Sow seeds in a long, shallow, pale-colored plastic container, since lettuces are shallow-rooted, and plastic containers hold water a bit longer than clay ones. Smaller pots tend to heat up faster than a large deep pot, so choosing a light color helps keep the roots cool, as well. Be sure to keep the seedbed moist until seeds germinate, which typically happens in five to seven days.
How to Harvest
To harvest lettuce, try to remove the larger outer leaves first. Using a small pair of scissors, cut the individual leaf stems as close to the base of the main stem as possible, leaving some interior leaves behind. These leaves will soon fill in and become outer leaves; thus you’re creating a cycle of lettuce leaves to harvest. If you prefer to harvest full heads of lettuce, do so when the heads are full and the outer leaves are starting to yellow and wilt, but know that if you cut the entire plant, the odds of its regenerating are reduced.

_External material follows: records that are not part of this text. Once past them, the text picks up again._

use std::io;
use std::path::PathBuf;

use thiserror::Error;

use crate::splits::SplitLabel;
use crate::types::{FieldName, LineNumber, TaskName};

/// Error type for corpus loading, batch planning, and dataset access.
#[derive(Debug, Error)]
pub enum DatasetError {
    #[error("corpus for task '{task}' not found at {}", path.display())]
    SourceNotFound { task: TaskName, path: PathBuf },
    #[error("line {line} of task '{task}' is missing required field '{field}'")]
    MissingField {
        task: TaskName,
        line: LineNumber,
        field: FieldName,
    },
    #[error("line {line} of task '{task}' is malformed: {details}")]
    MalformedRecord {
        task: TaskName,
        line: LineNumber,
        details: String,
    },
    #[error("split '{0}' cannot be materialized; only the train split yields samples")]
    UnsupportedSplit(SplitLabel),
    #[error("batch size must be positive (got {0})")]
    InvalidBatchSize(usize),
    #[error("index {index} out of range for dataset of length {len}")]
    IndexOutOfRange { index: usize, len: usize },
    #[error("task name '{name}' contains shard suffix '{suffix}' outside its tail")]
    AmbiguousTaskName { name: TaskName, suffix: String },
    #[error("configuration error: {0}")]
    Configuration(String),
    #[error(transparent)]
    Io(#[from] io::Error),
}
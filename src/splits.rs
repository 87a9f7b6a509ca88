use serde::{Deserialize, Serialize};
use std::fmt;
use std::str::FromStr;

use crate::errors::DatasetError;

/// Logical dataset partitions a dataset can be constructed for.
#[derive(Clone, Copy, Debug, PartialEq, Eq, Hash, Serialize, Deserialize)]
#[serde(rename_all = "lowercase")]
pub enum SplitLabel {
    /// Training split. The only split that materializes samples.
    Train,
    /// Validation split.
    Validation,
    /// Test split.
    Test,
}

impl SplitLabel {
    /// Lowercase name used in configuration and logs.
    pub fn as_str(&self) -> &'static str {
        match self {
            SplitLabel::Train => "train",
            SplitLabel::Validation => "validation",
            SplitLabel::Test => "test",
        }
    }
}

impl fmt::Display for SplitLabel {
    fn fmt(&self, f: &mut fmt::Formatter<'_>) -> fmt::Result {
        f.write_str(self.as_str())
    }
}

impl FromStr for SplitLabel {
    type Err = DatasetError;

    fn from_str(value: &str) -> Result<Self, Self::Err> {
        match value.trim().to_ascii_lowercase().as_str() {
            "train" => Ok(SplitLabel::Train),
            "validation" => Ok(SplitLabel::Validation),
            "test" => Ok(SplitLabel::Test),
            other => Err(DatasetError::Configuration(format!(
                "split '{other}' not supported; expected train, validation, or test"
            ))),
        }
    }
}
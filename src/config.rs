use serde::{Deserialize, Serialize};

use crate::aggregate::ShardSuffixes;
use crate::constants::dataset::{DEFAULT_BATCH_SIZE, DEFAULT_SEED};
use crate::constants::templating::DEFAULT_SEPARATOR;
use crate::errors::DatasetError;
use crate::prompts::PromptTable;
use crate::splits::SplitLabel;

/// Shape of the rows a task corpus supplies.
#[derive(Clone, Copy, Debug, Default, PartialEq, Eq, Serialize, Deserialize)]
#[serde(rename_all = "snake_case")]
pub enum CorpusFormat {
    /// `query`, `positive`, and `negative` are all required.
    #[default]
    Triplet,
    /// `query` and `positive` are required; `negative` is optional.
    Pair,
    /// Each row is one text used as both query and positive.
    TextLines,
}

/// Top-level dataset construction configuration.
#[derive(Clone, Debug, PartialEq, Serialize, Deserialize)]
#[serde(default)]
pub struct DatasetConfig {
    /// Split the dataset is constructed for; only `Train` materializes samples.
    pub split: SplitLabel,
    /// Samples per task-homogeneous batch. Must match the consumer's step size.
    pub batch_size: usize,
    /// Shuffle each task bucket before cutting batches.
    pub shuffle_within_task: bool,
    /// Token injected before every raw text. Must not occur in corpus text.
    pub separator: String,
    /// Seed for the planning RNG.
    pub seed: u64,
    /// Suffixes marking shard variants merged into one task.
    pub shard_suffixes: ShardSuffixes,
    /// Row shape of the task corpora.
    pub format: CorpusFormat,
    /// Instruction table and symmetric-template task list.
    pub prompts: PromptTable,
}

impl Default for DatasetConfig {
    fn default() -> Self {
        Self {
            split: SplitLabel::Train,
            batch_size: DEFAULT_BATCH_SIZE,
            shuffle_within_task: true,
            separator: DEFAULT_SEPARATOR.to_string(),
            seed: DEFAULT_SEED,
            shard_suffixes: ShardSuffixes::default(),
            format: CorpusFormat::default(),
            prompts: PromptTable::e5(),
        }
    }
}

impl DatasetConfig {
    /// Override the split.
    pub fn with_split(mut self, split: SplitLabel) -> Self {
        self.split = split;
        self
    }

    /// Override the batch size.
    pub fn with_batch_size(mut self, batch_size: usize) -> Self {
        self.batch_size = batch_size;
        self
    }

    /// Enable or disable per-task shuffling.
    pub fn with_shuffle_within_task(mut self, shuffle_within_task: bool) -> Self {
        self.shuffle_within_task = shuffle_within_task;
        self
    }

    /// Override the separator token.
    pub fn with_separator(mut self, separator: impl Into<String>) -> Self {
        self.separator = separator.into();
        self
    }

    /// Override the planning seed.
    pub fn with_seed(mut self, seed: u64) -> Self {
        self.seed = seed;
        self
    }

    /// Override the shard suffixes.
    pub fn with_shard_suffixes(mut self, shard_suffixes: ShardSuffixes) -> Self {
        self.shard_suffixes = shard_suffixes;
        self
    }

    /// Override the corpus row format.
    pub fn with_format(mut self, format: CorpusFormat) -> Self {
        self.format = format;
        self
    }

    /// Replace the prompt table.
    pub fn with_prompts(mut self, prompts: PromptTable) -> Self {
        self.prompts = prompts;
        self
    }

    /// Parse a configuration from JSON; omitted fields keep their defaults.
    pub fn from_json_str(raw: &str) -> Result<Self, DatasetError> {
        serde_json::from_str(raw)
            .map_err(|err| DatasetError::Configuration(format!("invalid dataset config: {err}")))
    }

    /// Reject configurations that cannot produce a valid plan.
    pub fn validated(self) -> Result<Self, DatasetError> {
        if self.batch_size == 0 {
            return Err(DatasetError::InvalidBatchSize(self.batch_size));
        }
        if self.separator.is_empty() {
            return Err(DatasetError::Configuration(
                "separator must be a non-empty token".to_string(),
            ));
        }
        Ok(self)
    }
}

The unique flavor of anise hyssop is part licorice, part mint, a little bit like honey—herbal perfection. It is nice in grain salads and as a digestive tea or tisane after a big meal or between courses. This herb can be grown from seed or starts, but starts can be more difficult to find. The plant grows tall, sturdy stalks topped with vibrant purple flowers. Anise hyssop is a perennial and will come back year after year.
Where and When to Plant
Anise hyssop can be sown in spring, directly in a pot. The seeds are super tiny and need only be pressed into the soil. Because the seeds are so light and small, anise hyssop tends to spread seed liberally after it flowers. Expect it to crop up in other pots the following year. I let these stray seeds grow to small seedlings before I repot them or give them away to friends. Anise hyssop likes sun but will do well in partial shade with at least six to eight hours of sunlight.
Anise hyssop appreciates some room to grow, so select a deep pot. Flower stalks may reach over two feet tall, and the extra depth helps the plant to grow high. Shoot for a two-foot depth and about that much width on a pot.
How to Harvest
Cut off an entire stalk just above a leaf line. When the plant flowers, cut back the entire main stem, as it may regenerate growth.